++++ Data extract ++++

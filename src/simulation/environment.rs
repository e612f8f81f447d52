//! # Environmental Model
//!
//! Computes irradiance, temperatures, wind and humidity for a site at a given
//! instant using a clear-sky radiation model, a smooth cloud-cover process and
//! bounded noise.
//!
//! The model holds no mutable state. Everything random comes from the
//! caller-supplied generator and the per-site [`WeatherState`].

use chrono::{DateTime, Datelike, Timelike, Utc};
use rand::Rng;
use rand_distr::{Distribution, Normal, Weibull};
use serde::{Deserialize, Serialize};
use std::f64::consts::PI;
use validator::Validate;

use crate::domain::{EnvironmentalSample, Site};

/// Tunable coefficients of the environmental model.
#[derive(Debug, Clone, Serialize, Deserialize, Validate)]
#[serde(default)]
pub struct EnvironmentParams {
    /// Extraterrestrial irradiance (W/m²)
    pub solar_constant_wm2: f64,
    /// Clear-sky atmospheric transmittance at air mass 1
    #[validate(range(min = 0.0, max = 1.0))]
    pub atmospheric_transmittance: f64,
    /// Maximum irradiance reduction at full overcast
    #[validate(range(min = 0.0, max = 1.0))]
    pub cloud_attenuation: f64,
    /// Exponent of the cloud attenuation curve
    #[validate(range(min = 0.1))]
    pub cloud_exponent: f64,
    /// Half-width of the multiplicative irradiance noise
    #[validate(range(min = 0.0, max = 0.5))]
    pub irradiance_noise: f64,
    /// Long-run mean cloud cover fraction
    #[validate(range(min = 0.0, max = 1.0))]
    pub mean_cloud_cover: f64,
    /// Per-tick mean reversion of the cloud/temperature processes
    #[validate(range(min = 0.0, max = 1.0))]
    pub weather_reversion: f64,
    /// Per-tick standard deviation of the cloud cover random walk
    #[validate(range(min = 0.0))]
    pub cloud_volatility: f64,
    /// Per-tick standard deviation of the temperature anomaly random walk (°C)
    #[validate(range(min = 0.0))]
    pub temperature_volatility_c: f64,
    /// Mean annual temperature at the equator (°C)
    pub equator_temperature_c: f64,
    /// Baseline cooling per degree of latitude (°C/deg)
    pub latitude_gradient_c: f64,
    /// Seasonal swing per degree of latitude (°C/deg)
    pub seasonal_amplitude_per_deg_c: f64,
    /// Day/night temperature half-swing (°C)
    pub diurnal_amplitude_c: f64,
    /// Standard deviation of per-sample temperature noise (°C)
    #[validate(range(min = 0.0))]
    pub temperature_noise_c: f64,
    /// Module heating per W/m² of irradiance (°C per W/m²)
    #[validate(range(min = 0.0))]
    pub thermal_coefficient: f64,
    /// Upper clamp for module temperature (°C)
    pub max_module_temperature_c: f64,
    /// Weibull scale for wind speed (m/s)
    #[validate(range(min = 0.1))]
    pub wind_scale_ms: f64,
    /// Weibull shape for wind speed
    #[validate(range(min = 0.1))]
    pub wind_shape: f64,
    /// Upper clamp for wind speed (m/s)
    #[validate(range(min = 0.0))]
    pub max_wind_speed_ms: f64,
    /// Relative humidity at the reference temperature under clear sky (%)
    pub base_humidity_percent: f64,
    /// Temperature at which humidity equals the base value (°C)
    pub humidity_reference_c: f64,
    /// Humidity drop per °C above the reference (%/°C)
    pub humidity_temperature_slope: f64,
    /// Humidity added at full overcast (%)
    pub humidity_cloud_gain: f64,
    /// Standard deviation of per-sample humidity noise (%)
    #[validate(range(min = 0.0))]
    pub humidity_noise_percent: f64,
    /// Lower clamp for humidity (%)
    #[validate(range(min = 0.0, max = 100.0))]
    pub min_humidity_percent: f64,
}

impl Default for EnvironmentParams {
    fn default() -> Self {
        Self {
            solar_constant_wm2: 1367.0,
            atmospheric_transmittance: 0.75,
            cloud_attenuation: 0.75,
            cloud_exponent: 3.4,
            irradiance_noise: 0.03,
            mean_cloud_cover: 0.3,
            weather_reversion: 0.05,
            cloud_volatility: 0.04,
            temperature_volatility_c: 0.15,
            equator_temperature_c: 28.0,
            latitude_gradient_c: 0.45,
            seasonal_amplitude_per_deg_c: 0.25,
            diurnal_amplitude_c: 6.0,
            temperature_noise_c: 0.5,
            thermal_coefficient: 0.02,
            max_module_temperature_c: 85.0,
            wind_scale_ms: 4.5,
            wind_shape: 2.0,
            max_wind_speed_ms: 40.0,
            base_humidity_percent: 75.0,
            humidity_reference_c: 15.0,
            humidity_temperature_slope: 1.2,
            humidity_cloud_gain: 25.0,
            humidity_noise_percent: 3.0,
            min_humidity_percent: 5.0,
        }
    }
}

/// Slowly varying weather perturbation carried per site between ticks.
#[derive(Debug, Clone, PartialEq, Serialize, Deserialize)]
pub struct WeatherState {
    /// Cloud cover fraction (0.0-1.0)
    pub cloud_cover: f64,
    /// Deviation from the climatological temperature (°C)
    pub temperature_anomaly_c: f64,
}

impl WeatherState {
    pub fn clear_sky() -> Self {
        Self {
            cloud_cover: 0.0,
            temperature_anomaly_c: 0.0,
        }
    }

    /// Random initial state around the climatological mean.
    pub fn initial<R: Rng>(params: &EnvironmentParams, rng: &mut R) -> Self {
        Self {
            cloud_cover: rng.gen_range(0.0..=(2.0 * params.mean_cloud_cover).min(1.0)),
            temperature_anomaly_c: rng.gen_range(-2.0..=2.0),
        }
    }

    /// Advance one tick: mean-reverting random walk on both components.
    pub fn advance<R: Rng>(&mut self, params: &EnvironmentParams, rng: &mut R) {
        let k = params.weather_reversion;
        let cloud_step = gaussian(rng, params.cloud_volatility);
        self.cloud_cover = (self.cloud_cover + k * (params.mean_cloud_cover - self.cloud_cover)
            + cloud_step)
            .clamp(0.0, 1.0);

        let temp_step = gaussian(rng, params.temperature_volatility_c);
        self.temperature_anomaly_c = self.temperature_anomaly_c * (1.0 - k) + temp_step;
    }
}

/// Solar geometry for a fixed location, evaluated in local solar time.
pub struct ClearSkyModel {
    latitude_deg: f64,
    longitude_deg: f64,
}

impl ClearSkyModel {
    pub fn new(latitude_deg: f64, longitude_deg: f64) -> Self {
        Self {
            latitude_deg,
            longitude_deg,
        }
    }

    /// Local solar hour (0-24), offset from UTC by longitude.
    pub fn solar_hour(&self, time: DateTime<Utc>) -> f64 {
        let utc_hour =
            time.hour() as f64 + time.minute() as f64 / 60.0 + time.second() as f64 / 3600.0;
        (utc_hour + self.longitude_deg / 15.0).rem_euclid(24.0)
    }

    /// Solar elevation above the horizon in degrees.
    pub fn solar_elevation(&self, time: DateTime<Utc>) -> f64 {
        let day_of_year = time.ordinal() as f64;

        // Solar declination, -23.45° (December solstice) to +23.45° (June solstice)
        let declination_rad = (23.45 * (360.0 / 365.0 * (day_of_year + 284.0)).to_radians().sin())
            .to_radians();
        let latitude_rad = self.latitude_deg.to_radians();

        let hour_angle_rad = (15.0 * (self.solar_hour(time) - 12.0)).to_radians();

        let elevation_sin = latitude_rad.sin() * declination_rad.sin()
            + latitude_rad.cos() * declination_rad.cos() * hour_angle_rad.cos();
        elevation_sin.clamp(-1.0, 1.0).asin().to_degrees()
    }

    /// Clear-sky global irradiance in W/m². Zero when the sun is below the horizon.
    pub fn clear_sky_irradiance(&self, time: DateTime<Utc>, params: &EnvironmentParams) -> f64 {
        let elevation_deg = self.solar_elevation(time);
        if elevation_deg <= 0.0 {
            return 0.0;
        }
        let elevation_rad = elevation_deg.to_radians();

        // Linearised below 5° to avoid the 1/sin singularity
        let air_mass = if elevation_deg > 5.0 {
            1.0 / elevation_rad.sin()
        } else {
            12.0 - elevation_deg / 5.0
        };

        let transmittance = params.atmospheric_transmittance.powf(air_mass.powf(0.678));
        params.solar_constant_wm2 * transmittance * elevation_rad.sin()
    }
}

/// Stateless environmental sampler.
#[derive(Debug, Clone, Default)]
pub struct EnvironmentModel {
    params: EnvironmentParams,
}

impl EnvironmentModel {
    pub fn new(params: EnvironmentParams) -> Self {
        Self { params }
    }

    pub fn params(&self) -> &EnvironmentParams {
        &self.params
    }

    /// Irradiance transmission through the given cloud cover (0.0-1.0).
    pub fn cloud_transmission(&self, cloud_cover: f64) -> f64 {
        1.0 - self.params.cloud_attenuation * cloud_cover.clamp(0.0, 1.0).powf(self.params.cloud_exponent)
    }

    /// Climatological ambient temperature without noise or anomaly.
    pub fn baseline_temperature(&self, site: &Site, time: DateTime<Utc>, solar_hour: f64) -> f64 {
        let p = &self.params;
        let abs_lat = site.latitude.abs();

        let baseline = p.equator_temperature_c - p.latitude_gradient_c * abs_lat;

        // Peaks around day 172 in the north, day 355 in the south
        let hemisphere = if site.latitude >= 0.0 { 1.0 } else { -1.0 };
        let season_phase = 2.0 * PI * (time.ordinal() as f64 - 80.0) / 365.0;
        let seasonal = hemisphere * p.seasonal_amplitude_per_deg_c * abs_lat * season_phase.sin();

        // Warmest mid-afternoon
        let diurnal = p.diurnal_amplitude_c * (2.0 * PI * (solar_hour - 15.0) / 24.0).cos();

        baseline + seasonal + diurnal
    }

    /// Sample conditions at `site` for `time`.
    pub fn sample<R: Rng>(
        &self,
        site: &Site,
        time: DateTime<Utc>,
        weather: &WeatherState,
        rng: &mut R,
    ) -> EnvironmentalSample {
        let p = &self.params;
        let sky = ClearSkyModel::new(site.latitude, site.longitude);
        let elevation = sky.solar_elevation(time);
        let solar_hour = sky.solar_hour(time);

        let clear_sky = sky.clear_sky_irradiance(time, p);
        let noise = if p.irradiance_noise > 0.0 {
            rng.gen_range(1.0 - p.irradiance_noise..=1.0 + p.irradiance_noise)
        } else {
            1.0
        };
        let irradiance = (clear_sky * self.cloud_transmission(weather.cloud_cover) * noise).max(0.0);

        let ambient = self.baseline_temperature(site, time, solar_hour)
            + weather.temperature_anomaly_c
            + gaussian(rng, p.temperature_noise_c);

        let module = (ambient + p.thermal_coefficient * irradiance).min(p.max_module_temperature_c);

        let wind = Weibull::new(p.wind_scale_ms, p.wind_shape)
            .map(|d| d.sample(rng))
            .unwrap_or(0.0)
            .clamp(0.0, p.max_wind_speed_ms.max(0.0));

        let humidity = (p.base_humidity_percent
            - p.humidity_temperature_slope * (ambient - p.humidity_reference_c)
            + p.humidity_cloud_gain * weather.cloud_cover
            + gaussian(rng, p.humidity_noise_percent))
        .clamp(p.min_humidity_percent.clamp(0.0, 100.0), 100.0);

        EnvironmentalSample {
            timestamp: time,
            irradiance_wm2: irradiance,
            ambient_temperature_c: ambient,
            module_temperature_c: module,
            wind_speed_ms: wind,
            humidity_percent: humidity,
            cloud_cover: weather.cloud_cover,
            solar_elevation_deg: elevation,
        }
    }
}

fn gaussian<R: Rng>(rng: &mut R, std_dev: f64) -> f64 {
    match Normal::new(0.0, std_dev) {
        Ok(normal) if std_dev > 0.0 => normal.sample(rng),
        _ => 0.0,
    }
}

++++

Required action — Based on the entries above, please state how many lines include "Debug", leaving out everything else.

Response area — 3